• Wolf, Aaron S.
;
• Laughlin, Gregory
;
• Henry, Gregory W.
;
• Fischer, Debra A.
;
• Marcy, Geoff
;
• Butler, Paul
;
• Vogt, Steve

Abstract

We report 35 radial velocity measurements of HD 149026 taken with the Keck Telescope. Of these measurements, 15 were made during the transit of the companion planet HD 149026b, which occurred on 2005 June 25. These velocities provide a high-cadence observation of the Rossiter-McLaughlin effect, the shifting of photospheric line profiles that occurs when a planet occults a portion of the rotating stellar surface. We combine these radial velocities with previously published radial velocity and photometric data sets and derive a composite best-fit model for the star-planet system.
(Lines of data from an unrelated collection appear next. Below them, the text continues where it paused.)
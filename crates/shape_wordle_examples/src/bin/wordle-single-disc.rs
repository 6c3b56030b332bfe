use glam::Vec2;
use rand::rngs::StdRng;
use rand::SeedableRng;
use shape_wordle::prelude::*;
use shape_wordle_examples::{
    build_regions, init_tracing, render_layout_to_png, sample_tokens, RenderConfig,
    SyntheticShape,
};

fn main() -> anyhow::Result<()> {
    init_tracing();
    let (width, height) = (400, 400);

    let shapes = [SyntheticShape::Disc {
        center: Vec2::new(200.0, 200.0),
        radius: 180.0,
    }];
    let (regions, region_map) = build_regions(&shapes, width, height);

    let config = LayoutConfig::new(width, height)
        .with_keywords_num(40)
        .with_font_sizes(6.0, 72.0);
    let wordle = ShapeWordle::try_new(config, MeasureCache::new(FixedAdvanceMetrics::default()))?;

    let mut rng = StdRng::seed_from_u64(42);
    let result = wordle.run(&sample_tokens(40), &regions, &region_map, &mut rng)?;

    render_layout_to_png(
        &result,
        &region_map,
        &RenderConfig::new(2),
        "wordle-single-disc.png",
    )?;
    Ok(())
}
This model confirms and improves previously published orbital parameters, including the remarkably small planetary radius, the planetary mass, and the orbital inclination, found to be R_p/R_Jup=0.718+/-0.065, M_p/M_Jup=0.352+/-0.025, and I=86.1^deg+/-1.4^deg, respectively. Together the planetary mass and radius determinations imply a mean planetary density of 1.18^+0.38_-0.30 g cm^-3. The new data also allow for the determination of the angle between the apparent stellar equator and the orbital plane, which we constrain to be λ=-12^deg+/-15^deg.

Based on observations obtained at the W. M. Keck Observatory, which is operated jointly by the University of California and the California Institute of Technology.